Task input:
----------

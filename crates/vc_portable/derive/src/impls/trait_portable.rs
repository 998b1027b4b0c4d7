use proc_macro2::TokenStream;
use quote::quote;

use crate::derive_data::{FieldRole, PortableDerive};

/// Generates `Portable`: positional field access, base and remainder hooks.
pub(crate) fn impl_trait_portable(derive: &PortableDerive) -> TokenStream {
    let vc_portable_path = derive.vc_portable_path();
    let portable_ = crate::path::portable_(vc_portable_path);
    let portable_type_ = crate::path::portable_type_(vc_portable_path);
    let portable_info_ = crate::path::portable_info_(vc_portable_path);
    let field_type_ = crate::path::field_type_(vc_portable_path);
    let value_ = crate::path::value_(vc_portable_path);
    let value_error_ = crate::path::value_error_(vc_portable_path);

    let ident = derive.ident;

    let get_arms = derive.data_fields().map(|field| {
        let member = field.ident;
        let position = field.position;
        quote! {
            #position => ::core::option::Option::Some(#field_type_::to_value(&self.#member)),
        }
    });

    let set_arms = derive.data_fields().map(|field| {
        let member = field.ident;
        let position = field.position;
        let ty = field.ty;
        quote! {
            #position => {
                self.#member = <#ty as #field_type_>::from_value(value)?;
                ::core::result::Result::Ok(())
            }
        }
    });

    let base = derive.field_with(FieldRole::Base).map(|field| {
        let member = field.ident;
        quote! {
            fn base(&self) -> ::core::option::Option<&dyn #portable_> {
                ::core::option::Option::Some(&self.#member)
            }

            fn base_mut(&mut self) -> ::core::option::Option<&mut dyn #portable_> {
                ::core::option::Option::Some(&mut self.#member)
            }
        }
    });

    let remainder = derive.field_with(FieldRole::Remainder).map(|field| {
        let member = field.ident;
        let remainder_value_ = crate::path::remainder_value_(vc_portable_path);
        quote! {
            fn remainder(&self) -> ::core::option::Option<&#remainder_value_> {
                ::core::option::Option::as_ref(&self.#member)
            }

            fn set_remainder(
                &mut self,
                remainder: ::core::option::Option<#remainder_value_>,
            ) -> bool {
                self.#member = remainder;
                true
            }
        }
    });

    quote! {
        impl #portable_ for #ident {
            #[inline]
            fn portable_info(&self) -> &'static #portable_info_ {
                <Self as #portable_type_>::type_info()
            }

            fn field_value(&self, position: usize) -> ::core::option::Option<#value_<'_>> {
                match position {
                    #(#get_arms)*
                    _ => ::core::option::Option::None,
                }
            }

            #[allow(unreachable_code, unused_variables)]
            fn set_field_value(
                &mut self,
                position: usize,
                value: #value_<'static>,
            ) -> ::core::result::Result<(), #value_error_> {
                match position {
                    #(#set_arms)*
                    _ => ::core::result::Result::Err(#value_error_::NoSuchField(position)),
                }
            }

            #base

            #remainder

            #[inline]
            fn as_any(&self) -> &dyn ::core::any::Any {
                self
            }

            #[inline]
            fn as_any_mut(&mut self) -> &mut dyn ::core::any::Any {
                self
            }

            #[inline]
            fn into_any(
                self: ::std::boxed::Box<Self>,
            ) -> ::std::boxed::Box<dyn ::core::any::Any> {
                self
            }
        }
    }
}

----------

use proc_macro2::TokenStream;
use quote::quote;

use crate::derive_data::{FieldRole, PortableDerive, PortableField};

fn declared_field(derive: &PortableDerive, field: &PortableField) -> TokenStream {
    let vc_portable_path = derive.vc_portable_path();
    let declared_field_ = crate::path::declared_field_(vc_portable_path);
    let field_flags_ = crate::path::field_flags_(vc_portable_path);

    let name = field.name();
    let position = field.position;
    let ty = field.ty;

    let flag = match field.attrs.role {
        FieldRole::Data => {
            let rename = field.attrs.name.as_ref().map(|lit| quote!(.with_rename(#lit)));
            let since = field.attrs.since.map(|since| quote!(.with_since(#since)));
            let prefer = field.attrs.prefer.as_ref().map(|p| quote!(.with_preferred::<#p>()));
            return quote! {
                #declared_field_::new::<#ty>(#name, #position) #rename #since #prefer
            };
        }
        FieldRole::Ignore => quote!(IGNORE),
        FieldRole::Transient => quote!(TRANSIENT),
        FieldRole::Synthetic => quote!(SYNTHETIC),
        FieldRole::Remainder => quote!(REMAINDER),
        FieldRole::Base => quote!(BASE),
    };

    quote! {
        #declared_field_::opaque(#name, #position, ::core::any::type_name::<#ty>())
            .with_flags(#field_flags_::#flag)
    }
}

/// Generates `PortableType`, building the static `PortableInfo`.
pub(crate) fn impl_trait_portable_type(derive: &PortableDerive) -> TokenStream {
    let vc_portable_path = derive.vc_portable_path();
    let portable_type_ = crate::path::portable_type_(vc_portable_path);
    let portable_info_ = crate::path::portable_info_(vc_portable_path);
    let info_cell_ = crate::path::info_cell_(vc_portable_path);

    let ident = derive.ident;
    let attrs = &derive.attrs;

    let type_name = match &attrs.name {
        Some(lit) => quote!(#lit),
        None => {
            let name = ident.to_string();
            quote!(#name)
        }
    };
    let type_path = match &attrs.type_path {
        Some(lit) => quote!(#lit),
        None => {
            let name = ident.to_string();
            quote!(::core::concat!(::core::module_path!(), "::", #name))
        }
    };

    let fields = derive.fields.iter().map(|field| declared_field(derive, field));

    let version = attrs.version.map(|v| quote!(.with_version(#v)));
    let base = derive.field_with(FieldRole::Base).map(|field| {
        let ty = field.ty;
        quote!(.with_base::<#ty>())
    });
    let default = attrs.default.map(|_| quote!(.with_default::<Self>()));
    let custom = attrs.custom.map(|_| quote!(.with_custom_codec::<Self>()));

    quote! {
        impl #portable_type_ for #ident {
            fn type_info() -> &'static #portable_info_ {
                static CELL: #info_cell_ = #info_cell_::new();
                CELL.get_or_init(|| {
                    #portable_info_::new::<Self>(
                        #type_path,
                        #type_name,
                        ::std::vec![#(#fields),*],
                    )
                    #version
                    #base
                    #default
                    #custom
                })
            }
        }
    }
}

----------

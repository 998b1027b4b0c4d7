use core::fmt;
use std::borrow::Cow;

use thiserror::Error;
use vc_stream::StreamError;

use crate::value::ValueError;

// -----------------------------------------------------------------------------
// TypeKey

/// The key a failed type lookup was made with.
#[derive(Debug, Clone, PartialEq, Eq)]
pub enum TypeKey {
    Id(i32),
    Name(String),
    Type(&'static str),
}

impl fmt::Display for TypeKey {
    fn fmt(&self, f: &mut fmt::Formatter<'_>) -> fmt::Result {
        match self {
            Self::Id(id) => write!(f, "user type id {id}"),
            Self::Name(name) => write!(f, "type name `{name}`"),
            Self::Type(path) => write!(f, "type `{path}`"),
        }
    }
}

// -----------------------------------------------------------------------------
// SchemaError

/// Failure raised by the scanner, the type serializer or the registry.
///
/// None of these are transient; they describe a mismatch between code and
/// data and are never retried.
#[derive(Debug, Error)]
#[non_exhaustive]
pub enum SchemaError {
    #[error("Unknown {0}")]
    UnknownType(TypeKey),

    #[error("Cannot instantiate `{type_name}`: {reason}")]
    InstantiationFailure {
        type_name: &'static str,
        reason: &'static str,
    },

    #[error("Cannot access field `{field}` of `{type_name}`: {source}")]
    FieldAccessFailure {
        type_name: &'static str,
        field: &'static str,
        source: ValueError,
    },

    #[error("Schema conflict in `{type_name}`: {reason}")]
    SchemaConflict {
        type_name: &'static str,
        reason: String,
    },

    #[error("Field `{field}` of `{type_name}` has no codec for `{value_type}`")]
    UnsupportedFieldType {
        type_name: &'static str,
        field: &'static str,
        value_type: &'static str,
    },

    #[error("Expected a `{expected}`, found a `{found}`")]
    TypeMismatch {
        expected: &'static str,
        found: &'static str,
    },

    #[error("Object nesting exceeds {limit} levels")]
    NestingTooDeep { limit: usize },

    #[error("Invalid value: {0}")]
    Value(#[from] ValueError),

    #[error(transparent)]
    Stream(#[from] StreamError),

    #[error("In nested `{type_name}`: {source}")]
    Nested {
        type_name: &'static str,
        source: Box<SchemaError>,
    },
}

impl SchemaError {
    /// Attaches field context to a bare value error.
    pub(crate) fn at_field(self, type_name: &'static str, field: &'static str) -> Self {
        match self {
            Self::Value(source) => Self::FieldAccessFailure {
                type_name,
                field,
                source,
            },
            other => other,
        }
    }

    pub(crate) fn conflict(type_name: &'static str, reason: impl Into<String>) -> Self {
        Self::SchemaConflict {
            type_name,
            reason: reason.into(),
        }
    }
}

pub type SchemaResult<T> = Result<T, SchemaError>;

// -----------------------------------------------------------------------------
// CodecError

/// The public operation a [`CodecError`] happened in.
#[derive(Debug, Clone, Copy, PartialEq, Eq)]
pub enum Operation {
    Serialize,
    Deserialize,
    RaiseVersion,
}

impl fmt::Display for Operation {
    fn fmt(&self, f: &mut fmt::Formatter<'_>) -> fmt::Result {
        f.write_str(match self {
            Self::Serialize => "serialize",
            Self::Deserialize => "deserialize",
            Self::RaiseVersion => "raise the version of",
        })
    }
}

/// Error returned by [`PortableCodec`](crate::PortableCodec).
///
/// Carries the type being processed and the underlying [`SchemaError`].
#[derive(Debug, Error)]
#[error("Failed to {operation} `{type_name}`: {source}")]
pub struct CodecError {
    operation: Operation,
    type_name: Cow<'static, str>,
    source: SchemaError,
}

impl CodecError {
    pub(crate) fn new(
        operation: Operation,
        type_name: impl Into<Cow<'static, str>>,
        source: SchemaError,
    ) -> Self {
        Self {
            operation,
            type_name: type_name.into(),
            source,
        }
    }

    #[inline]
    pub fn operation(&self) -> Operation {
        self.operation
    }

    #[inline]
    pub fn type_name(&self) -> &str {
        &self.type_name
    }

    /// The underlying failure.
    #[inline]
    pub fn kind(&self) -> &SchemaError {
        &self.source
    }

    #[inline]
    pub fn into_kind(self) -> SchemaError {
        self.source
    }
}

----------

Problem requirements: Collect every line from the records above that contains the word "StreamError".

Written response:
use vc_stream::StreamError;
    Stream(#[from] StreamError),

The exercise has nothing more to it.